Medyaya sahip çıkılmalı

OSMANLI İmparatorluğu parçalanırken, imparatorluğun içindeki bütün azınlıkların medyası vardı.

Bunlar bağımsızlık hareketleri için birbirleriyle haberleşiyorlardı. Bir tek imparatorluk unsurlarından Türklerin olup bitenlerden haberi yoktu.

Aynı durumu, bugün için de geçerli kılmak istiyorlar. Demokrasi nutukları ata ata iktidara gelen bir Başbakan, şimdi demokrasinin vazgeçilmez unsurlarından biri olan medyayı, halk gözünde karalamaya çalışıyor. Halbuki iktidara taşınmasında o medyanın yadsınamaz payı vardır.

O medya olmasaydı, halk Maliye Bakanı'nın kaçak villalarından nasıl haberdar olacaktı? 2B arazilerini kim bilecekti? Galataport denilen yerin ne olduğunu, getirisinin, götürüsünün ne olduğu nereden bilecekti? Dubailileri, Oferleri nereden öğrenecekti? Kimi işadamlarının, siyasilerin çocuklarını yurtdışında okuttuklarının farkına nereden varacaktı?

Laik Cumhuriyet'in temelleri yerinden sarsılmaya çalışılırken, yolsuzluklar, vurgunlar ayyuka çıkmışken, medya bunları yazmayacak mı? Medyadan davacı olması gereken biri varsa o da halktır. Asıl biz davacıyız. Çünkü, bu kadar olumsuzluğun üzerine bütün güçleri ile gitmediler, gitmiyorlar.

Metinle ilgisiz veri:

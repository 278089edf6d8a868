//! REST API client for the Generative Language endpoints.
//!
//! Wraps file upload, file status, file deletion, model listing, and
//! `generateContent` using [`reqwest`]. One client instance serves the
//! whole process; per-request timeouts are applied to the long-running
//! inference call only.

use std::time::Duration;

use crate::files::{
    GenerateContentResponse, ListModelsResponse, ModelInfo, RemoteFile, UploadResponse,
};

/// HTTP client for one Generative Language API endpoint + credential.
pub struct GeminiClient {
    client: reqwest::Client,
    base_url: String,
    api_key: String,
}

/// Tunables for the single inference request of a run.
#[derive(Debug, Clone)]
pub struct GenerationOptions {
    /// Sampling temperature. Kept low to favor deterministic, factual
    /// output.
    pub temperature: f32,
    /// Per-request timeout. Generous, since a long video can take the
    /// model minutes to work through.
    pub timeout: Duration,
}

impl Default for GenerationOptions {
    fn default() -> Self {
        Self {
            temperature: 0.1,
            timeout: Duration::from_secs(600),
        }
    }
}

/// Errors from the Generative Language REST layer.
///
/// Quota rejections, unknown models, and timeouts are first-class
/// variants because the caller must give different advice for each.
#[derive(Debug, thiserror::Error)]
pub enum GeminiApiError {
    /// The HTTP request itself failed (network, DNS, TLS, etc.).
    #[error("HTTP request failed: {0}")]
    Request(reqwest::Error),

    /// The request exceeded its timeout.
    #[error("Request timed out")]
    Timeout,

    /// The service rejected the request for quota or rate-limit reasons.
    #[error("Quota exceeded: {body}")]
    Quota { body: String },

    /// The requested model identifier is unknown or unavailable.
    #[error("Unknown or unavailable model: {model}")]
    UnknownModel { model: String },

    /// Any other non-2xx response.
    #[error("API error ({status}): {body}")]
    Api { status: u16, body: String },

    /// The remote service reported the uploaded video as FAILED.
    #[error("Remote video processing failed")]
    ProcessingFailed,

    /// Polling gave up before the file left PROCESSING.
    #[error("Remote processing did not finish within {}s", waited.as_secs())]
    PollTimeout { waited: Duration },

    /// The run was cancelled while waiting for remote processing.
    #[error("Run cancelled while waiting for remote processing")]
    Cancelled,
}

impl From<reqwest::Error> for GeminiApiError {
    fn from(err: reqwest::Error) -> Self {
        if err.is_timeout() {
            GeminiApiError::Timeout
        } else {
            GeminiApiError::Request(err)
        }
    }
}

impl GeminiApiError {
    /// User-facing remediation hint for this failure.
    pub fn advice(&self) -> Option<&'static str> {
        match self {
            GeminiApiError::Quota { .. } => {
                Some("Switch to a model with more available quota and retry.")
            }
            GeminiApiError::UnknownModel { .. } => {
                Some("Select one of the known-good models from the model list.")
            }
            GeminiApiError::Timeout | GeminiApiError::PollTimeout { .. } => {
                Some("Try a shorter video or raise the configured timeout.")
            }
            _ => None,
        }
    }
}

impl GeminiClient {
    /// Create a new client for the given endpoint and API key.
    ///
    /// * `base_url` - e.g. `https://generativelanguage.googleapis.com`.
    pub fn new(base_url: String, api_key: String) -> Self {
        Self {
            client: reqwest::Client::new(),
            base_url: base_url.trim_end_matches('/').to_string(),
            api_key,
        }
    }

    /// Create a client reusing an existing [`reqwest::Client`].
    pub fn with_client(client: reqwest::Client, base_url: String, api_key: String) -> Self {
        Self {
            client,
            base_url: base_url.trim_end_matches('/').to_string(),
            api_key,
        }
    }

    /// Upload a video and obtain its remote handle.
    ///
    /// Sends a `POST /upload/v1beta/files` multipart request with a JSON
    /// metadata part and the raw media part. The returned file usually
    /// starts in the `PROCESSING` state; callers poll it to readiness
    /// with [`crate::poll::poll_until_ready`].
    pub async fn upload_file(
        &self,
        bytes: Vec<u8>,
        display_name: &str,
        mime_type: &str,
    ) -> Result<RemoteFile, GeminiApiError> {
        let metadata = serde_json::json!({
            "file": { "display_name": display_name }
        });

        let form = reqwest::multipart::Form::new()
            .part(
                "metadata",
                reqwest::multipart::Part::text(metadata.to_string())
                    .mime_str("application/json")
                    .map_err(GeminiApiError::Request)?,
            )
            .part(
                "file",
                reqwest::multipart::Part::bytes(bytes)
                    .file_name(display_name.to_string())
                    .mime_str(mime_type)
                    .map_err(GeminiApiError::Request)?,
            );

        let response = self
            .client
            .post(format!(
                "{}/upload/v1beta/files?key={}",
                self.base_url, self.api_key
            ))
            .multipart(form)
            .send()
            .await?;

        let upload: UploadResponse = Self::parse_response(response).await?;
        tracing::info!(
            name = %upload.file.name,
            state = ?upload.file.state,
            "Uploaded video to remote service",
        );
        Ok(upload.file)
    }

    /// Fetch the current state of an uploaded file.
    ///
    /// * `name` - opaque handle, e.g. `files/abc-123`.
    pub async fn get_file(&self, name: &str) -> Result<RemoteFile, GeminiApiError> {
        let response = self
            .client
            .get(format!(
                "{}/v1beta/{}?key={}",
                self.base_url, name, self.api_key
            ))
            .send()
            .await?;

        Self::parse_response(response).await
    }

    /// Delete an uploaded file to release remote storage quota.
    ///
    /// Called fire-and-forget after a successful run; failures are for
    /// the caller to log, not to surface.
    pub async fn delete_file(&self, name: &str) -> Result<(), GeminiApiError> {
        let response = self
            .client
            .delete(format!(
                "{}/v1beta/{}?key={}",
                self.base_url, name, self.api_key
            ))
            .send()
            .await?;

        Self::check_status(response).await
    }

    /// List models that can serve `generateContent` requests.
    pub async fn list_models(&self) -> Result<Vec<ModelInfo>, GeminiApiError> {
        let response = self
            .client
            .get(format!("{}/v1beta/models?key={}", self.base_url, self.api_key))
            .send()
            .await?;

        let list: ListModelsResponse = Self::parse_response(response).await?;
        Ok(list
            .models
            .into_iter()
            .filter(ModelInfo::supports_generation)
            .collect())
    }

    /// Run the single inference call of a run and return the raw text.
    ///
    /// Constrains the response to a JSON array of five-string-field issue
    /// objects via `response_mime_type` + `response_schema`, and applies
    /// the per-request timeout from `options`. Exactly one request; no
    /// internal retry. The returned text is NOT parsed here.
    pub async fn generate_audit(
        &self,
        file: &RemoteFile,
        prompt: &str,
        model: &str,
        options: &GenerationOptions,
    ) -> Result<String, GeminiApiError> {
        let body = serde_json::json!({
            "contents": [{
                "parts": [
                    { "file_data": { "file_uri": file.uri, "mime_type": file.mime_type } },
                    { "text": prompt },
                ]
            }],
            "generation_config": {
                "response_mime_type": "application/json",
                "response_schema": audit_report_schema(),
                "temperature": options.temperature,
            },
        });

        let response = self
            .client
            .post(format!(
                "{}/v1beta/models/{}:generateContent?key={}",
                self.base_url, model, self.api_key
            ))
            .timeout(options.timeout)
            .json(&body)
            .send()
            .await?;

        let parsed: GenerateContentResponse = Self::parse_response(response)
            .await
            .map_err(|e| classify_generate_error(e, model))?;
        Ok(parsed.text())
    }

    // ---- private helpers ----

    /// Ensure the response has a success status code. Returns the
    /// response unchanged on success; classifies quota rejections and
    /// wraps everything else as [`GeminiApiError::Api`] on failure.
    async fn ensure_success(
        response: reqwest::Response,
    ) -> Result<reqwest::Response, GeminiApiError> {
        let status = response.status();
        if !status.is_success() {
            let body = response
                .text()
                .await
                .unwrap_or_else(|_| "<unreadable body>".to_string());
            if status == reqwest::StatusCode::TOO_MANY_REQUESTS {
                return Err(GeminiApiError::Quota { body });
            }
            return Err(GeminiApiError::Api {
                status: status.as_u16(),
                body,
            });
        }
        Ok(response)
    }

    /// Parse a successful JSON response body into the expected type.
    async fn parse_response<T: serde::de::DeserializeOwned>(
        response: reqwest::Response,
    ) -> Result<T, GeminiApiError> {
        let response = Self::ensure_success(response).await?;
        Ok(response.json::<T>().await?)
    }

    /// Assert the response has a success status code, discarding the body.
    async fn check_status(response: reqwest::Response) -> Result<(), GeminiApiError> {
        Self::ensure_success(response).await?;
        Ok(())
    }
}

/// Map a 404 on the generate path to [`GeminiApiError::UnknownModel`].
fn classify_generate_error(err: GeminiApiError, model: &str) -> GeminiApiError {
    match err {
        GeminiApiError::Api { status: 404, .. } => GeminiApiError::UnknownModel {
            model: model.to_string(),
        },
        other => other,
    }
}

/// JSON schema for the structured audit report: an array of objects with
/// exactly the five issue fields, all strings.
fn audit_report_schema() -> serde_json::Value {
    serde_json::json!({
        "type": "ARRAY",
        "items": {
            "type": "OBJECT",
            "properties": {
                "timestamp": { "type": "STRING" },
                "severity": { "type": "STRING" },
                "category": { "type": "STRING" },
                "issue_description": { "type": "STRING" },
                "suggested_fix": { "type": "STRING" },
            },
            "required": [
                "timestamp",
                "severity",
                "category",
                "issue_description",
                "suggested_fix",
            ],
        },
    })
}

// ---------------------------------------------------------------------------
// Tests
// ---------------------------------------------------------------------------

Evet, bir kısım medya iktidarların goygoyculuğunu yapmakta ve halk iradesinin sabote edilmesine alet olmaktadırlar. Ama, bu ülkenin henüz tükenmemiş, yürekli, namuslu, fazilet ve erdem sahibi kalemlerinin olduğu da unutulmamalıdır. Türk halkı onlara sahip çıkmalıdır.

Cemal YEŞİLYURT- ANKARA

’Acul’ Unakıtan

ÜSKÜDAR, Bulgurlu Mahallesi, Küçük Çamlıca'da SİT alanına yapılan Maliye Bakanı Kemal Unakıtan'ın kamuoyunda büyük tartışmalara yol açan iki villasının yıkımına hemen başlandı.

Unakıtan, yıkım için görevlendirdiği kepçeye günde 800 YTL veriyor. Yıkım, polisin 'koruma'sı altında yapılıyor.

3 numaralı Koruma Kurulu, Büyük ve Küçük Çamlıca’nın planlarında %5, 10 ve 15 gibi değişiklikler yapmasından sonra 26.1.2006’da 'Villa Kurtuldu' manşetiyle Tercüman'dan Erhan Öztürk bölgeyle ilgili gelişmeleri ve perde arkasını kamuoyuna duyurdu.

Unakıtan planların geçmesiyle ilgili, "Bu planlar sadece benimle ilgili değil. Bölgede binlerce vatandaşı ilgilendiren bir düzenleme" demişti.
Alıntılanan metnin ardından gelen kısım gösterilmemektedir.